Di essertela lasciata alle spalle, per poi dare prova del tuo talento, della tua bravura, delle tue capacità?
E, malgrado questo, tutti continuano a ricordarti per quella stronzata?
Se la risposta è sì, mi dispiace dirtelo: sei affetto dalla sindrome di Leonardo Di Caprio. 
Eggià Leo, anche quest'anno ti hanno inculato l'Oscar!

Ora personalmente non so come funziona nella grande città, ma nella provincia (questa entità metafisica, in parte reale e in parte canzone degli 883) il meccanismo è più o meno questo. Puoi anche diventare Presidente degli Stati Uniti (per quanto non so come un tizio di – chessò – Calvizzano possa mai diventare Presidente), ma quando si parlerà di te, si farà sempre riferimento a quella volta in cui, ad esempio, a diciassette anni sei rimasto col cazzo nel buco nella parete del bagno perchè volevi fare tipo Glory Hole; oppure di quella volta che ci hai provato con la più bella della scuola proprio quando aveva appena concluso col chitarrista della cover band di Vasco Rossi e manco poteva risponderti perchè, essendo una ragazza attenta all’igiene, cercava un posto dove sputare tutto; oppure il giorno in cui sei stata eletta reginetta del ballo e i bulli ti hanno fatto un gavettone col sangue di maiale (lo so, questo non è reale, accade in Carrie, ma vorrei ricordarti che, se accadesse, le conseguenze sarebbero disastrose, come ci mostra saggiamente il film).

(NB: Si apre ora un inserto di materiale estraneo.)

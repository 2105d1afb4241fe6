// ============================================================
// RECORD MODEL
// ============================================================
// Abstractions over the record sequences the surrounding
// application exports and paginates. No I/O, no async.

/// A value read out of a record for one tag.
///
/// Text is already decoded; bytes go through a two-tier conversion when
/// rendered into a CSV cell: try to normalize already-decoded text, on
/// failure coerce via direct string conversion.
#[derive(Debug, Clone)]
pub enum RawValue {
    Text(String),
    Bytes(Vec<u8>),
}

impl RawValue {
    /// Convert to cell text. Bytes are validated as UTF-8 first and fall
    /// back to a lossy conversion when validation fails.
    pub fn into_text(self) -> String {
        match self {
            RawValue::Text(s) => s,
            RawValue::Bytes(b) => match String::from_utf8(b) {
                Ok(s) => s,
                Err(e) => String::from_utf8_lossy(e.as_bytes()).into_owned(),
            },
        }
    }
}

impl From<String> for RawValue {
    fn from(s: String) -> Self {
        RawValue::Text(s)
    }
}

impl From<&str> for RawValue {
    fn from(s: &str) -> Self {
        RawValue::Text(s.to_string())
    }
}

/// A tag lookup result: either a direct value or a deferred producer
/// invoked at encode time. Explicit polymorphism instead of checking at
/// runtime whether an attribute happens to be callable.
pub enum TagValue {
    Value(RawValue),
    Producer(Box<dyn Fn() -> RawValue>),
}

impl TagValue {
    pub fn text(s: impl Into<String>) -> Self {
        TagValue::Value(RawValue::Text(s.into()))
    }

    pub fn bytes(b: impl Into<Vec<u8>>) -> Self {
        TagValue::Value(RawValue::Bytes(b.into()))
    }

    pub fn producer<F>(f: F) -> Self
    where
        F: Fn() -> RawValue + 'static,
    {
        TagValue::Producer(Box::new(f))
    }

    /// Collapse either arm to a concrete value, invoking the producer
    /// if there is one.
    pub fn resolve(self) -> RawValue {
        match self {
            TagValue::Value(v) => v,
            TagValue::Producer(f) => f(),
        }
    }
}

/// A row object exposing named attributes.
pub trait Record {
    /// Look up the value for a tag. Unknown tags yield empty text.
    fn value(&self, tag: &str) -> TagValue;

    /// Type name of the record, used to derive a default export filename.
    fn type_name(&self) -> &str {
        "record"
    }
}

/// An ordered, countable, sliceable record sequence.
///
/// Backed by an in-memory collection here; applications with lazy stores
/// implement this over their own count/limit/offset queries.
pub trait RecordSet<R> {
    fn count(&self) -> usize;

    /// Return the records in `[start, end)`. Out-of-range bounds clamp
    /// to the sequence, never panic.
    fn slice(&self, start: usize, end: usize) -> Vec<R>;
}

impl<R: Clone> RecordSet<R> for [R] {
    fn count(&self) -> usize {
        self.len()
    }

    fn slice(&self, start: usize, end: usize) -> Vec<R> {
        let start = start.min(self.len());
        let end = end.min(self.len()).max(start);
        self[start..end].to_vec()
    }
}

impl<R: Clone> RecordSet<R> for Vec<R> {
    fn count(&self) -> usize {
        self.len()
    }

    fn slice(&self, start: usize, end: usize) -> Vec<R> {
        self.as_slice().slice(start, end)
    }
}
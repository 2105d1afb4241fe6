pub mod use_cases;

pub use use_cases::csv_export::{Chunks, CsvExporter, EXPORT_BATCH_ROWS};
pub use use_cases::pagination::{paginate, Page, RequestParams, PER_PAGE};
// ============================================================
// HTTP INTERFACE
// ============================================================
// actix-web response assembly for CSV downloads

use actix_web::http::header;
use actix_web::web::Bytes;
use actix_web::HttpResponse;
use futures_util::stream;
use tracing::debug;

use crate::application::use_cases::csv_export::CsvExporter;
use crate::domain::error::Result;
use crate::domain::Record;

pub use crate::application::use_cases::pagination::RequestParams;

/// Wrap an exporter's chunk sequence in a streamed `text/csv` attachment
/// response. The attachment filename is stamped here, when the download
/// starts.
pub fn csv_attachment_response<R>(exporter: CsvExporter<R>) -> Result<HttpResponse>
where
    R: Record + 'static,
{
    let filename = exporter.filename();
    let chunks = exporter.into_chunks()?;
    debug!(filename = %filename, "streaming CSV attachment");

    let body = stream::iter(chunks.map(|chunk| chunk.map(Bytes::from)));

    Ok(HttpResponse::Ok()
        .content_type("text/csv")
        .insert_header((
            header::CONTENT_DISPOSITION,
            format!("attachment; filename={}", filename),
        ))
        .streaming(body))
}
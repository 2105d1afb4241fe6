// ============================================================
// CSV ROW ENCODER
// ============================================================
// Stage one CSV record in a reusable buffer and re-encode it
// into the target output encoding

use encoding_rs::{CoderResult, Encoder, Encoding, UTF_8};

use crate::domain::error::{AppError, Result};

/// Encodes single CSV records into a target output encoding.
///
/// Holds its own incremental encoder state; construct one per export and
/// never share it across concurrent exports.
pub struct RowEncoder {
    /// Delimiter character (default: comma)
    delimiter: u8,

    /// Target output encoding (default: UTF-8)
    encoding: &'static Encoding,

    encoder: Encoder,
    buf: Vec<u8>,
}

impl Default for RowEncoder {
    fn default() -> Self {
        Self::new()
    }
}

impl RowEncoder {
    /// Create a new encoder targeting UTF-8 with a comma delimiter
    pub fn new() -> Self {
        Self {
            delimiter: b',',
            encoding: UTF_8,
            encoder: UTF_8.new_encoder(),
            buf: Vec::new(),
        }
    }

    /// Set custom delimiter
    pub fn with_delimiter(mut self, delimiter: u8) -> Self {
        self.delimiter = delimiter;
        self
    }

    /// Set the target output encoding
    pub fn with_encoding(mut self, encoding: &'static Encoding) -> Self {
        self.encoding = encoding;
        self.encoder = encoding.new_encoder();
        self
    }

    /// Resolve a target encoding from a WHATWG label, e.g. "utf-8" or
    /// "windows-1252"
    pub fn for_label(label: &str) -> Result<Self> {
        let encoding = Encoding::for_label(label.as_bytes())
            .ok_or_else(|| AppError::ConfigError(format!("unknown encoding label: {}", label)))?;
        Ok(Self::new().with_encoding(encoding))
    }

    pub fn encoding_name(&self) -> &'static str {
        self.encoding.name()
    }

    /// Encode one record. The row is staged as UTF-8 CSV text in the
    /// internal buffer, re-encoded into the target encoding, and the
    /// buffer is cleared before returning so it never grows unboundedly.
    pub fn encode_row<I, T>(&mut self, fields: I) -> Result<Vec<u8>>
    where
        I: IntoIterator<Item = T>,
        T: AsRef<[u8]>,
    {
        self.buf.clear();
        {
            let mut writer = csv::WriterBuilder::new()
                .delimiter(self.delimiter)
                .from_writer(&mut self.buf);
            writer.write_record(fields)?;
            writer.flush()?;
        }

        let row = std::str::from_utf8(&self.buf)
            .map_err(|e| AppError::EncodingError(format!("staged row is not valid UTF-8: {}", e)))?;
        let encoded = reencode(&mut self.encoder, row);
        self.buf.clear();

        Ok(encoded)
    }
}

/// Push one row of UTF-8 text through the incremental encoder. Unmappable
/// characters are replaced with numeric character references, so this
/// never fails; output-full results grow the destination and continue.
fn reencode(encoder: &mut Encoder, row: &str) -> Vec<u8> {
    let worst = encoder
        .max_buffer_length_from_utf8_if_no_unmappables(row.len())
        .unwrap_or(row.len() * 4 + 16);
    let mut out = vec![0u8; worst.max(16)];

    let mut read_total = 0;
    let mut written_total = 0;
    loop {
        let (result, read, written, _) =
            encoder.encode_from_utf8(&row[read_total..], &mut out[written_total..], false);
        read_total += read;
        written_total += written;
        match result {
            CoderResult::InputEmpty => break,
            CoderResult::OutputFull => {
                let grow = out.len().max(16);
                out.resize(out.len() + grow, 0);
            }
        }
    }

    out.truncate(written_total);
    out
}

#[cfg(test)]
mod tests {
    use super::*;
    use encoding_rs::WINDOWS_1252;

    #[test]
    fn test_encode_simple_row() {
        let mut encoder = RowEncoder::new();
        let row = encoder.encode_row(["name", "age", "city"]).unwrap();
        assert_eq!(row, b"name,age,city\n");
    }

    #[test]
    fn test_encode_quotes_embedded_delimiters() {
        let mut encoder = RowEncoder::new();
        let row = encoder.encode_row(["a,b", "c\"d"]).unwrap();
        assert_eq!(row, b"\"a,b\",\"c\"\"d\"\n");
    }

    #[test]
    fn test_encode_custom_delimiter() {
        let mut encoder = RowEncoder::new().with_delimiter(b';');
        let row = encoder.encode_row(["a", "b"]).unwrap();
        assert_eq!(row, b"a;b\n");
    }

    #[test]
    fn test_encode_into_windows_1252() {
        let mut encoder = RowEncoder::new().with_encoding(WINDOWS_1252);
        let row = encoder.encode_row(["caf\u{e9}"]).unwrap();
        assert_eq!(row, b"caf\xe9\n");
    }

    #[test]
    fn test_buffer_cleared_between_rows() {
        let mut encoder = RowEncoder::new();
        encoder.encode_row(["first", "row"]).unwrap();
        let row = encoder.encode_row(["second"]).unwrap();
        assert_eq!(row, b"second\n");
    }

    #[test]
    fn test_unknown_label_is_config_error() {
        assert!(matches!(
            RowEncoder::for_label("no-such-encoding"),
            Err(AppError::ConfigError(_))
        ));
    }
}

"Hei hai visto, Anna ha trovato il vaccino per l'aids?" "Chi, quella sfigata a cui facemmo il gavettone col sangue?"

[“Hei hai visto, Anna ha trovato il vaccino per l’aids?”
“Chi, quella sfigata a cui facemmo il gavettone col sangue?”]

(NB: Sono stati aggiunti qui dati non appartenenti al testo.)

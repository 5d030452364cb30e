use bee_el::http::{MessageHandler, Parser, ParserType};
use criterion::{black_box, criterion_group, criterion_main, Criterion};

struct BenchHandler;

impl MessageHandler for BenchHandler {}

fn create_request(version: u16) -> String {
    let headers = [("Host", "faultier.jp"),
                   ("User-Agent", "Mozilla/5.0 (Macintosh; Intel Mac OS X 10.9; rv:30.0) Gecko/20100101 Firefox/30.0"),
                   ("Accept", "text/html,application/xhtml+xml,application/xml;q=0.9,*/*;q=0.8"),
                   ("Accept-Encoding", "gzip,deflate"),
                   ("Connection", "keep-alive"),
                   ("Cookie", "key1=value1; key2=value2")];
    let mut msg = format!("GET /path/to/some/contents HTTP/1.{}\r\n", version);
    for (name, value) in headers {
        msg.push_str(&format!("{}: {}\r\n", name, value));
    }
    msg.push_str("\r\n");
    msg
}

fn bench_no_message(c: &mut Criterion) {
    let empty: &[u8] = &[];
    let mut parser = Parser::new(ParserType::Request);
    c.bench_function("no_message", |b| b.iter(|| parser.parse(black_box(empty), &mut BenchHandler)));
}

fn bench_request_line_only(c: &mut Criterion) {
    let data = b"GET / HTTP/1.0\r\n\r\n";
    let mut parser = Parser::new(ParserType::Request);
    c.bench_function("request_without_header", |b| b.iter(|| {
        parser.reset();
        parser.parse(black_box(data), &mut BenchHandler)
    }));
}

fn bench_request_get(c: &mut Criterion) {
    let mut group = c.benchmark_group("request_get");
    for version in [0, 1] {
        let msg = create_request(version);
        let mut parser = Parser::new(ParserType::Request);
        group.bench_function(format!("http_1_{}", version), |b| b.iter(|| {
            parser.reset();
            parser.parse(black_box(msg.as_bytes()), &mut BenchHandler)
        }));
    }
    group.finish();
}

fn bench_one_byte_at_a_time(c: &mut Criterion) {
    let msg = create_request(1);
    let mut parser = Parser::new(ParserType::Request);
    c.bench_function("request_get_bytewise", |b| b.iter(|| {
        parser.reset();
        for byte in msg.as_bytes() {
            black_box(parser.parse(black_box(std::slice::from_ref(byte)), &mut BenchHandler).unwrap());
        }
    }));
}

criterion_group!(benches, bench_no_message, bench_request_line_only, bench_request_get, bench_one_byte_at_a_time);
criterion_main!(benches);
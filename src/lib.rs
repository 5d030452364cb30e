/*! Incremental HTTP/1.x request parser for Rust.

The caller pushes arbitrary-sized chunks of a byte stream into a [`Parser`]
and receives callbacks on a [`MessageHandler`] as the method, path, version
and each header complete. It's inspired by
[http-parser](https://github.com/joyent/http-parser) written in C.

```
use bee_el::http::{MessageHandler, Parser, ParserType};

struct Paths(Vec<Vec<u8>>);

impl MessageHandler for Paths {
    fn on_path(&mut self, _: &Parser, path: &[u8]) -> bee_el::CallbackResult {
        self.0.push(path.to_vec());
        Ok(())
    }
}

let mut parser = Parser::new(ParserType::Request);
let mut paths = Paths(Vec::new());
parser.parse(b"GET /index.html HTTP/1.1\r\n\r\n", &mut paths).unwrap();
assert_eq!(paths.0, vec![b"/index.html".to_vec()]);
assert!(parser.should_keep_alive());
```
*/

#![warn(missing_docs)]
#![forbid(unsafe_code)]

pub use self::version::version;

#[allow(missing_docs)]
pub mod version {
    pub const MAJOR: &str = env!("CARGO_PKG_VERSION_MAJOR");
    pub const MINOR: &str = env!("CARGO_PKG_VERSION_MINOR");
    pub const PATCH: &str = env!("CARGO_PKG_VERSION_PATCH");
    pub const PRE: &str = env!("CARGO_PKG_VERSION_PRE");

    /// Show version string.
    pub fn version() -> String {
        format!("{}.{}.{}{}",
                MAJOR, MINOR, PATCH,
                if PRE.is_empty() { String::new() } else { ["-", PRE].concat() })
    }
}

pub mod buffer;
pub mod error;
pub mod http;

pub use error::{CallbackError, CallbackResult, ParseError, ParseResult};
pub use http::{Config, Flags, MessageHandler, Parser, ParserType};

#[cfg(test)]
mod tests {
    #[test]
    fn test_version() {
        assert_eq!(super::version(), "0.1.1-alpha");
    }
}
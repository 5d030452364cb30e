//! Fixed-capacity token buffer.

use thiserror::Error;

/// Raised when a token does not fit into a [`TokenBuffer`].
#[derive(Debug, Clone, Copy, PartialEq, Eq, Error)]
#[error("token exceeds buffer capacity of {capacity} bytes")]
pub struct Overflow {
    /// Capacity of the buffer that overflowed.
    pub capacity: usize,
}

/// Append-only byte sink collecting the token currently being scanned.
///
/// Storage is allocated once and never grows. At most `capacity - 1` bytes
/// are held at a time; the next append fails with [`Overflow`] instead of
/// truncating or reallocating.
#[derive(Debug, Clone)]
pub struct TokenBuffer {
    bytes: Box<[u8]>,
    position: usize,
}

impl TokenBuffer {
    /// Create an empty buffer with a fixed `capacity`.
    pub fn with_capacity(capacity: usize) -> TokenBuffer {
        TokenBuffer {
            bytes: vec![0; capacity].into_boxed_slice(),
            position: 0,
        }
    }

    /// Store one byte at the end of the current token.
    #[inline]
    pub fn append(&mut self, byte: u8) -> Result<(), Overflow> {
        if self.position + 1 < self.bytes.len() {
            self.bytes[self.position] = byte;
            self.position += 1;
            Ok(())
        } else {
            Err(Overflow { capacity: self.bytes.len() })
        }
    }

    /// Forget the current token. Storage is kept.
    #[inline]
    pub fn reset(&mut self) {
        self.position = 0;
    }

    /// Bytes of the current token.
    #[inline]
    pub fn contents(&self) -> &[u8] {
        &self.bytes[..self.position]
    }

    /// Number of bytes held.
    #[inline]
    pub fn len(&self) -> usize {
        self.position
    }

    /// `true` when no byte of the current token has been stored yet.
    #[inline]
    pub fn is_empty(&self) -> bool {
        self.position == 0
    }

    /// Size of the underlying storage.
    #[inline]
    pub fn capacity(&self) -> usize {
        self.bytes.len()
    }
}

impl PartialEq for TokenBuffer {
    fn eq(&self, other: &TokenBuffer) -> bool {
        self.capacity() == other.capacity() && self.contents() == other.contents()
    }
}

impl Eq for TokenBuffer {}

Sappi una cosa: non è colpa tua, e non è neppure colpa del mondo, si tratta di una malattia, ormai conosciuta come Sindrome di Leonardo di Caprio.
Infatti, un team di medici e scienziati del dipartimento di neuroscienza del MIT di Benevento, hanno riscontrato nel celebre attore questa patologia.
Ogni sua interpretazione risulta brillante, qualcuno direbbe addirittura “da Oscar”, eppure puntualmente non lo vince.
Questo perchè il suo organismo emana una energia sottile che, qualsiasi cosa faccia, manda un input al cervello di chi lo osserva che lo costringe a ricordare la scena di Titanic in cui si lascia morire per salvare quella chiattona di Kate Winslet.

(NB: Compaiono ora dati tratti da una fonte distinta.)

//! Properties of the request parser that must hold for any input.

use bee_el::http::{HeaderClassifier, HeaderMatchState, MessageHandler, ParseState, Parser, ParserType};
use bee_el::{CallbackResult, ParseError};
use proptest::prelude::*;

#[derive(Debug, Clone, PartialEq, Eq)]
enum Event {
    Begin,
    Method(Vec<u8>),
    Path(Vec<u8>),
    Version(u16, u16),
    Field(Vec<u8>),
    Value(Vec<u8>),
    HeadersComplete,
    Complete,
}

#[derive(Default)]
struct Recorder(Vec<Event>);

impl MessageHandler for Recorder {
    fn on_message_begin(&mut self, _: &Parser) -> CallbackResult {
        self.0.push(Event::Begin);
        Ok(())
    }

    fn on_method(&mut self, _: &Parser, method: &[u8]) -> CallbackResult {
        self.0.push(Event::Method(method.to_vec()));
        Ok(())
    }

    fn on_path(&mut self, _: &Parser, path: &[u8]) -> CallbackResult {
        self.0.push(Event::Path(path.to_vec()));
        Ok(())
    }

    fn on_version(&mut self, parser: &Parser) -> CallbackResult {
        self.0.push(Event::Version(parser.http_major(), parser.http_minor()));
        Ok(())
    }

    fn on_header_field(&mut self, _: &Parser, name: &[u8]) -> CallbackResult {
        self.0.push(Event::Field(name.to_vec()));
        Ok(())
    }

    fn on_header_value(&mut self, _: &Parser, value: &[u8]) -> CallbackResult {
        self.0.push(Event::Value(value.to_vec()));
        Ok(())
    }

    fn on_headers_complete(&mut self, _: &Parser) -> CallbackResult {
        self.0.push(Event::HeadersComplete);
        Ok(())
    }

    fn on_message_complete(&mut self, _: &Parser) -> CallbackResult {
        self.0.push(Event::Complete);
        Ok(())
    }
}

fn request() -> impl Strategy<Value = Vec<u8>> {
    let method = prop::sample::select(vec!["GET", "POST", "PUT", "DELETE", "HEAD", "OPTIONS"]);
    let path = "/[a-zA-Z0-9/._~%-]{0,24}";
    let minor = 0u16..=1;
    let header = ("[A-Za-z][A-Za-z0-9-]{0,15}", "[ -~]{0,24}");
    let headers = prop::collection::vec(header, 0..8);
    let connection = prop::option::of(prop::sample::select(vec!["close", "keep-alive", "Keep-Alive, Upgrade"]));

    (method, path, minor, headers, connection).prop_map(|(method, path, minor, headers, connection)| {
        let mut msg = format!("{} {} HTTP/1.{}\r\n", method, path, minor);
        for (name, value) in headers {
            // avoid accidental framing headers with unparsable values
            let name = format!("X-{}", name);
            msg.push_str(&format!("{}: {}\r\n", name, value));
        }
        if let Some(connection) = connection {
            msg.push_str(&format!("Connection: {}\r\n", connection));
        }
        msg.push_str("\r\n");
        msg.into_bytes()
    })
}

fn parse_whole(msg: &[u8]) -> (Parser, Recorder) {
    let mut parser = Parser::new(ParserType::Request);
    let mut recorder = Recorder::default();
    let consumed = parser.parse(msg, &mut recorder).expect("valid request");
    assert_eq!(consumed, msg.len());
    (parser, recorder)
}

fn mixed_case(name: &str, upper: &[bool]) -> Vec<u8> {
    name.bytes()
        .zip(upper.iter().cycle())
        .map(|(b, &up)| if up { b.to_ascii_uppercase() } else { b })
        .collect()
}

fn classify(name: &[u8]) -> HeaderMatchState {
    let mut classifier = HeaderClassifier::new();
    for &b in name {
        classifier.advance(b.to_ascii_lowercase());
    }
    classifier.finish()
}

proptest! {
    #[test]
    fn prop_chunking_does_not_change_callbacks(
        msg in request(),
        cuts in prop::collection::vec(any::<prop::sample::Index>(), 0..12),
    ) {
        let (whole_parser, whole) = parse_whole(&msg);

        let mut offsets: Vec<usize> = cuts.iter().map(|i| i.index(msg.len() + 1)).collect();
        offsets.push(0);
        offsets.push(msg.len());
        offsets.sort_unstable();
        offsets.dedup();

        let mut parser = Parser::new(ParserType::Request);
        let mut recorder = Recorder::default();
        for window in offsets.windows(2) {
            let chunk = &msg[window[0]..window[1]];
            prop_assert_eq!(parser.parse(chunk, &mut recorder).unwrap(), chunk.len());
        }

        prop_assert_eq!(&recorder.0, &whole.0);
        prop_assert_eq!(parser.state(), whole_parser.state());
        prop_assert_eq!(parser.flags(), whole_parser.flags());
        prop_assert_eq!(parser.should_keep_alive(), whole_parser.should_keep_alive());
    }

    #[test]
    fn prop_one_byte_at_a_time(msg in request()) {
        let (_, whole) = parse_whole(&msg);

        let mut parser = Parser::new(ParserType::Request);
        let mut recorder = Recorder::default();
        for byte in &msg {
            parser.parse(std::slice::from_ref(byte), &mut recorder).unwrap();
        }
        prop_assert_eq!(recorder.0, whole.0);
    }

    #[test]
    fn prop_reset_matches_fresh_parser(
        msg in request(),
        garbage in prop::collection::vec(any::<u8>(), 0..32),
        cut in any::<prop::sample::Index>(),
    ) {
        let mut input = msg[..cut.index(msg.len() + 1)].to_vec();
        input.extend_from_slice(&garbage);

        let mut parser = Parser::new(ParserType::Request);
        let _ = parser.parse(&input, &mut Recorder::default());
        parser.reset();

        let fresh = Parser::new(ParserType::Request);
        prop_assert_eq!(parser.state(), fresh.state());
        prop_assert_eq!(parser.header_state(), fresh.header_state());
        prop_assert_eq!(parser.http_major(), fresh.http_major());
        prop_assert_eq!(parser.http_minor(), fresh.http_minor());
        prop_assert_eq!(parser.content_length(), fresh.content_length());
        prop_assert_eq!(parser.status_code(), fresh.status_code());
        prop_assert_eq!(parser.flags(), fresh.flags());
        prop_assert_eq!(parser.buffered(), fresh.buffered());
    }

    #[test]
    fn prop_input_after_an_error_is_refused(
        msg in request(),
        garbage in prop::collection::vec(any::<u8>(), 1..32),
        more in prop::collection::vec(prop::collection::vec(any::<u8>(), 0..16), 1..6),
        cut in any::<prop::sample::Index>(),
    ) {
        let mut input = msg[..cut.index(msg.len() + 1)].to_vec();
        input.extend_from_slice(&garbage);

        let mut parser = Parser::new(ParserType::Request);
        let mut recorder = Recorder::default();
        let failed = parser.parse(&input, &mut recorder).is_err();
        let seen = recorder.0.len();

        for chunk in &more {
            let result = parser.parse(chunk, &mut recorder);
            if failed {
                prop_assert!(matches!(result, Err(ParseError::Crashed)));
                prop_assert_eq!(parser.state(), ParseState::Crashed);
                prop_assert_eq!(recorder.0.len(), seen);
            }
            prop_assert!(parser.http_major() <= 999 && parser.http_minor() <= 999);
        }

        parser.reset();
        let (_, whole) = parse_whole(&msg);
        let mut recorder = Recorder::default();
        prop_assert_eq!(parser.parse(&msg, &mut recorder).unwrap(), msg.len());
        prop_assert_eq!(recorder.0, whole.0);
    }

    #[test]
    fn prop_well_known_names_in_any_case(upper in prop::collection::vec(any::<bool>(), 1..20)) {
        prop_assert_eq!(classify(&mixed_case("content-length", &upper)), HeaderMatchState::ContentLength);
        prop_assert_eq!(classify(&mixed_case("connection", &upper)), HeaderMatchState::Connection);
        prop_assert_eq!(classify(&mixed_case("transfer-encoding", &upper)), HeaderMatchState::TransferEncoding);
        prop_assert_eq!(classify(&mixed_case("proxy-connection", &upper)), HeaderMatchState::Connection);
    }

    #[test]
    fn prop_other_names_are_general(name in "[a-z0-9-]{1,24}") {
        prop_assume!(!["content-length", "connection", "transfer-encoding", "proxy-connection"].contains(&name.as_str()));
        prop_assert_eq!(classify(name.as_bytes()), HeaderMatchState::General);
    }

    #[test]
    fn prop_diverging_prefix_is_general(
        which in 0usize..4,
        keep in any::<prop::sample::Index>(),
        next in "[a-z0-9-]",
    ) {
        let names = ["content-length", "connection", "transfer-encoding", "proxy-connection"];
        let name = names[which].as_bytes();
        let len = keep.index(name.len());
        let mut candidate = name[..len].to_vec();
        candidate.push(next.as_bytes()[0]);
        prop_assume!(!names.iter().any(|n| n.as_bytes() == candidate.as_slice()));
        prop_assert_eq!(classify(&candidate), HeaderMatchState::General);
    }
}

Insomma, immagina la situazione: l’intera accademy guarda Leo in un film e pensa “Ammazza, quest’anno l’Oscar nessuno glielo leva”. Però poi succede qualcosa, una sorta di calo di tensione neuronale, c’è tipo un rumore bianco, interferenze, il segnale di assenza del canale e poi, d’improvviso, ecco che compare una scena di Titanic.
“Vabbé” pensano quelli dell’accademy. “Sono passati anni da Titanic, guardate com’è stato bravo ne Il grande Gatsby!” E non appena riflettono su come ha interpretato il ruolo, di nuovo rumore bianco, interferenza e Leo sulla prua della nave che stringe per i fianchi Kate Winslet.
Ecco, lo stesso accade per chi ha questa sindrome.
“Però, non è male quel Giovanni è un tipo brillante… oddio, anche se a sette anni una volta ha mangiato una cacca per strada… ma sul serio, come posso pensare che sia brillante uno che a sette anni ha mangiato la cacca?”

Il problema di questa sindrome è che porta le persone che ti circondano a rimanere bloccate in un momento passato manco della loro ma della tua vita.
Al momento non ci sono cure.
Devi solo fartene una ragione: l’Oscar lo meriti, ma col cazzo che te lo daranno mai!